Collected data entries
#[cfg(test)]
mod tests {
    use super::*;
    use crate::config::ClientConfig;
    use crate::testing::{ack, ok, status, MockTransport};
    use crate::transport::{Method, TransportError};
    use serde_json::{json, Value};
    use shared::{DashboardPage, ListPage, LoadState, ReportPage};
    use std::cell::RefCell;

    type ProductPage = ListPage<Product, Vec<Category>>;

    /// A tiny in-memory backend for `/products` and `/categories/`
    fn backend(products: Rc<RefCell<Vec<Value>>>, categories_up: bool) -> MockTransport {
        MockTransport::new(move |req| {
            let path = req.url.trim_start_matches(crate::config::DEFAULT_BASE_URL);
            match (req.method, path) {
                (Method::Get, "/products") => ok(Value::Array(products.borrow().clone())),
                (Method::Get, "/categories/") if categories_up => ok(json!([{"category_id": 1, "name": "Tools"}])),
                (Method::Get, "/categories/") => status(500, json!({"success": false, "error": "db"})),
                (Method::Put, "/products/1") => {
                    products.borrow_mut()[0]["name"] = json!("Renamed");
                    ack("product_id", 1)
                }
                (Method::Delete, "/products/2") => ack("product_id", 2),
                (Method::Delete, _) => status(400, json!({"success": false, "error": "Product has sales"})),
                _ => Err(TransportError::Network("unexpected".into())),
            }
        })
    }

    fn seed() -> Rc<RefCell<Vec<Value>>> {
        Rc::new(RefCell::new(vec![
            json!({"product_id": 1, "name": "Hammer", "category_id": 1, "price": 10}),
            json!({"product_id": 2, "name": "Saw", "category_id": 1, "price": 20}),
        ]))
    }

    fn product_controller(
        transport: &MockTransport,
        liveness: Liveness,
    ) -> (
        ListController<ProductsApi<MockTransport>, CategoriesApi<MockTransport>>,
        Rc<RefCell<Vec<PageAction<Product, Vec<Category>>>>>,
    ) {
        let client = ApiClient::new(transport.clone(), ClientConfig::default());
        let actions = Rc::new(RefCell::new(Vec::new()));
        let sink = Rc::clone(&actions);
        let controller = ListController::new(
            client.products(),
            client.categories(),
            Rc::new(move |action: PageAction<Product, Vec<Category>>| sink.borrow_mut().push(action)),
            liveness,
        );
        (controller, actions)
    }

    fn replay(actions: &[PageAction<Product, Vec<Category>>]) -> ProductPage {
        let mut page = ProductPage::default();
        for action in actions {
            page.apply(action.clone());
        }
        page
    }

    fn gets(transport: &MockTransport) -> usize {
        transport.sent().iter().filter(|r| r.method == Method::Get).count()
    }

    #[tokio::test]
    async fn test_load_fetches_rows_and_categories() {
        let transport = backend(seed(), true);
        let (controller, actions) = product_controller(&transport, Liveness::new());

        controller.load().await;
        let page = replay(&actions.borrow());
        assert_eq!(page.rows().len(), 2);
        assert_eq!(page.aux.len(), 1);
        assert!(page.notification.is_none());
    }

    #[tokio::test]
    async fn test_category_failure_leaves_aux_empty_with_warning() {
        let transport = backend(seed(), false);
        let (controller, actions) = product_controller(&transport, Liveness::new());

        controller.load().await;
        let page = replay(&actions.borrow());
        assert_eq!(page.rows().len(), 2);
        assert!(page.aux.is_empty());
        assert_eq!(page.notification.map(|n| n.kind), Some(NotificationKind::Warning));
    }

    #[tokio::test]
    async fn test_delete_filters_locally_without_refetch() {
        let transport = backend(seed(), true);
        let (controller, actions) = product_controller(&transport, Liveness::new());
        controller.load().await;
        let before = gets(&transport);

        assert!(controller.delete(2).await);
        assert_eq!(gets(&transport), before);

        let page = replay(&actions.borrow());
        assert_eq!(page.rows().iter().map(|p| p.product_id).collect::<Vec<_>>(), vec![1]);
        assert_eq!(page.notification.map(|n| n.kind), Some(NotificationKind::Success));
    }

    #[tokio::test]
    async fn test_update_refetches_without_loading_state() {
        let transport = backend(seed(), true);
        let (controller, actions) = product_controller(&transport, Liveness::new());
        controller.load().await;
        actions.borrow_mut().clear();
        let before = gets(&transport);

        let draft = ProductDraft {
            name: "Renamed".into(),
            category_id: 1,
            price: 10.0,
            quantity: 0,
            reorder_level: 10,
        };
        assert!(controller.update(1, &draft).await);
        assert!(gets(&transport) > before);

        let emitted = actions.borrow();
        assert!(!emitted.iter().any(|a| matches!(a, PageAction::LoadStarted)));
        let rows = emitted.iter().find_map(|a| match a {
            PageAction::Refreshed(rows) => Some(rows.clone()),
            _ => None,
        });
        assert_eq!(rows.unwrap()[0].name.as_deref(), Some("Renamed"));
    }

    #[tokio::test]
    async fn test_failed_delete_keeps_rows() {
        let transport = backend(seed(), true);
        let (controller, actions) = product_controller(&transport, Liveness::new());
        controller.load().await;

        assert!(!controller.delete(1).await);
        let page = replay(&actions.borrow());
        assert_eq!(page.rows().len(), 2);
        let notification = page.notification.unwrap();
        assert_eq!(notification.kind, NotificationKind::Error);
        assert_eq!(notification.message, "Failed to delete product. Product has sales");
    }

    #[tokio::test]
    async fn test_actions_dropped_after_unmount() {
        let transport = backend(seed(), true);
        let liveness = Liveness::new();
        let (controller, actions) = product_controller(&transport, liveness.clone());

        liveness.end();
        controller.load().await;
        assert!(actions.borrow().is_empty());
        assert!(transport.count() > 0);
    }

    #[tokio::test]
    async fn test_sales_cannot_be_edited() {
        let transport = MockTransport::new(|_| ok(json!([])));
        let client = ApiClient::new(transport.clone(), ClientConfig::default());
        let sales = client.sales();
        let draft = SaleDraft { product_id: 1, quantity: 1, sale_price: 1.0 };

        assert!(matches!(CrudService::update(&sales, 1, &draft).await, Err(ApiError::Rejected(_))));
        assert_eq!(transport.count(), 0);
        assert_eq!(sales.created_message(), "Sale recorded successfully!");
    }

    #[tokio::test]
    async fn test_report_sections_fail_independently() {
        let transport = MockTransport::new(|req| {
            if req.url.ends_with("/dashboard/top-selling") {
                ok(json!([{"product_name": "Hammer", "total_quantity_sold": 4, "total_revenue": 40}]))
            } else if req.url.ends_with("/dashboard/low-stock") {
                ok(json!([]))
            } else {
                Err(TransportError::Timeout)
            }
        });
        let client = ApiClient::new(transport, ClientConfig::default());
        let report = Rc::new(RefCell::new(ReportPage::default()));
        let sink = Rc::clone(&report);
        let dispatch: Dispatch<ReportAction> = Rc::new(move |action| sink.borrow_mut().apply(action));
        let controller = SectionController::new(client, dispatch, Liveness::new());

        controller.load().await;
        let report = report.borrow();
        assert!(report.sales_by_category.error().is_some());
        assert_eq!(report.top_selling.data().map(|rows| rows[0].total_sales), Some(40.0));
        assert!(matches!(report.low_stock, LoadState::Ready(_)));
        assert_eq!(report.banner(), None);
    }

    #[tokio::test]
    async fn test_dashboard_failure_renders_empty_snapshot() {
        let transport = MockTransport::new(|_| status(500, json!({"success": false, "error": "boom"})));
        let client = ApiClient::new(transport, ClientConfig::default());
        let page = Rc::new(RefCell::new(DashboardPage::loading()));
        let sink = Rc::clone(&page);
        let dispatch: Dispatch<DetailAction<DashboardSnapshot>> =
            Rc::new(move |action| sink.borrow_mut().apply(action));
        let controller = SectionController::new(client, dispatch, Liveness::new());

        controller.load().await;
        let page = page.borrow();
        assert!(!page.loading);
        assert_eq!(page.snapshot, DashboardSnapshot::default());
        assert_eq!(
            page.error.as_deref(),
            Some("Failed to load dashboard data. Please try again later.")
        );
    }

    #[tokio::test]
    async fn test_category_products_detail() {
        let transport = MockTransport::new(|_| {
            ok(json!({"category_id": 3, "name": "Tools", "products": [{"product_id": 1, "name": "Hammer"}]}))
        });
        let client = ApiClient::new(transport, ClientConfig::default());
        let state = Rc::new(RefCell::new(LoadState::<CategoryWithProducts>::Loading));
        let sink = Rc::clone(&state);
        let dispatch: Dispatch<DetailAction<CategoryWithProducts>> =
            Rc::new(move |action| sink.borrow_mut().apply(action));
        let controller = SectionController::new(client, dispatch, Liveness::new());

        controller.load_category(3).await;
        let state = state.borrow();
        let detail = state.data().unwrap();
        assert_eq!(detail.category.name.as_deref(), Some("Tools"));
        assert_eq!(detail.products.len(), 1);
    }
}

=== Task requirements ===
The answer must be every line from the entries above that holds the string "clone".

=== Result ===
                (Method::Get, "/products") => ok(Value::Array(products.borrow().clone())),
        let client = ApiClient::new(transport.clone(), ClientConfig::default());
        let sink = Rc::clone(&actions);
            page.apply(action.clone());
            PageAction::Refreshed(rows) => Some(rows.clone()),
        let (controller, actions) = product_controller(&transport, liveness.clone());
        let client = ApiClient::new(transport.clone(), ClientConfig::default());
        let sink = Rc::clone(&report);
        let sink = Rc::clone(&page);
        let sink = Rc::clone(&state);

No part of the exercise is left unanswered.